Ideological baggage still on the carousel

A History of English - Language Change

February 15, 2002

Jean Aitchison has produced a third updated edition of her deservedly successful book on language change, and brings together work from many different sources into a generally coherent sociolinguistic account.

A new chapter on change of meaning and new sections on recent sound changes in English fit well into the existing fabric. However, a new chapter on grammaticalisation fits in less well and unfortunately merges change in grammar with phonological reduction.

As a linguistics textbook this can be used at undergraduate level for courses dealing directly with language change or to provide a background for sociolinguistics. It is written in such a way that people who study language for a hobby (possibly having a particular interest in change) can read it with profit and enjoyment.

Barbara Fennell writes within the long-established tradition of histories of the English language and for the most part tells the familiar story from Grimm's Law to the Great Vowel Shift. The "sociolinguistic approach" of the subtitle really applies to the last three chapters, in which she gives an excellent account of the global spread of modern English. This is clearly an undergraduate textbook for English language rather than for linguistics study, and is appropriate for a course in an English department that tries to get away from the old Beowulf-Chaucer-Shakespeare recipe and link up with what has been going on in linguistics.

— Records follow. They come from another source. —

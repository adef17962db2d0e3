//! The `clean` command: wipe local state, global environments, or the
//! package cache.

use anyhow::Result;
use clap::Args;
use colored::Colorize;
use std::process::ExitCode;

use crate::cache::{EnvCache, PackageCache};
use crate::config;
use crate::fingerprint;
use crate::manifest::find_manifest;
use crate::utils::{remove_dir_if_exists, remove_file_if_exists};

/// Wipe pantry state. With no flags, cleans everything.
#[derive(Args)]
pub struct CleanCommand {
    /// Remove the current project's `pantry_modules/`, `.freezer`, and
    /// env-cache entry.
    #[arg(long)]
    local: bool,

    /// Remove all environment directories and the env cache.
    #[arg(long)]
    global: bool,

    /// Clear the package cache.
    #[arg(long)]
    cache: bool,
}

impl CleanCommand {
    /// Run the requested clean operations.
    pub fn execute(self, quiet: bool) -> Result<ExitCode> {
        let all = !self.local && !self.global && !self.cache;
        let home = config::pantry_home()?;

        if self.local || all {
            let cwd = std::env::current_dir()?;
            if let Some(manifest) = find_manifest(&cwd) {
                let project_dir = manifest.path.parent().unwrap_or(&cwd);
                remove_dir_if_exists(&project_dir.join("pantry_modules"))?;
                remove_file_if_exists(&project_dir.join(crate::lockfile::LOCKFILE_NAME))?;
                let env_cache = EnvCache::load(config::env_cache_file(&home));
                env_cache.remove(&fingerprint::path_hash_hex(&manifest.path))?;
                if !quiet {
                    println!("{} local state for {}", "cleaned".green(), project_dir.display());
                }
            } else if self.local && !quiet {
                println!("no manifest found; nothing local to clean");
            }
        }

        if self.global || all {
            remove_dir_if_exists(&config::envs_dir(&home))?;
            EnvCache::load(config::env_cache_file(&home)).clear()?;
            if !quiet {
                println!("{} all environments", "cleaned".green());
            }
        }

        if self.cache || all {
            let cache = PackageCache::open(config::package_cache_dir(&home))?;
            let stats = cache.stats();
            cache.clear()?;
            if !quiet {
                println!(
                    "{} package cache ({} packages, {})",
                    "cleaned".green(),
                    stats.total_packages,
                    human_bytes(stats.total_bytes)
                );
            }
        }

        Ok(ExitCode::SUCCESS)
    }
}

/// Render a byte count the way humans read it.
pub(crate) fn human_bytes(bytes: u64) -> String {
    const UNITS: &[&str] = &["B", "KiB", "MiB", "GiB", "TiB"];
    let mut value = bytes as f64;
    let mut unit = 0;
    while value >= 1024.0 && unit < UNITS.len() - 1 {
        value /= 1024.0;
        unit += 1;
    }
    if unit == 0 {
        format!("{bytes} B")
    } else {
        format!("{value:.1} {}", UNITS[unit])
    }
}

A problem for both writers is that the study of language change enjoyed its golden age in the 19th century and has been in slow decline since about 1914. Philologists took a view of language that we would now regard as Eurocentric, incorporating crude notions of nation and race, and treating language not as something spoken by people but as an impersonal evolving organism. The ideology of modern socio-linguistics could scarcely be more different.

It is therefore disturbing to find old ideas breaking through as though they were timeless truths. For example, a strength of both books is their treatment of modern creoles and their role in language formation. In both books, creoles sit uneasily alongside philological language families in which mother languages give way to daughter languages. Fennell traces English to a single source in the West Germanic family tree, an idea based on Bede's account of the arrival in 449 of a tribal trinity of Angles, Saxons and Jutes. However, it has been known for decades that this view of the origin of English is flawed. A sociolinguist might also be expected to observe that Bede tells us that in his time there was not one English language but two. She also considers and rejects the idea (fashionable some years ago) that Middle English might have been a creole. Early English is a better candidate, but she does not consider it at all.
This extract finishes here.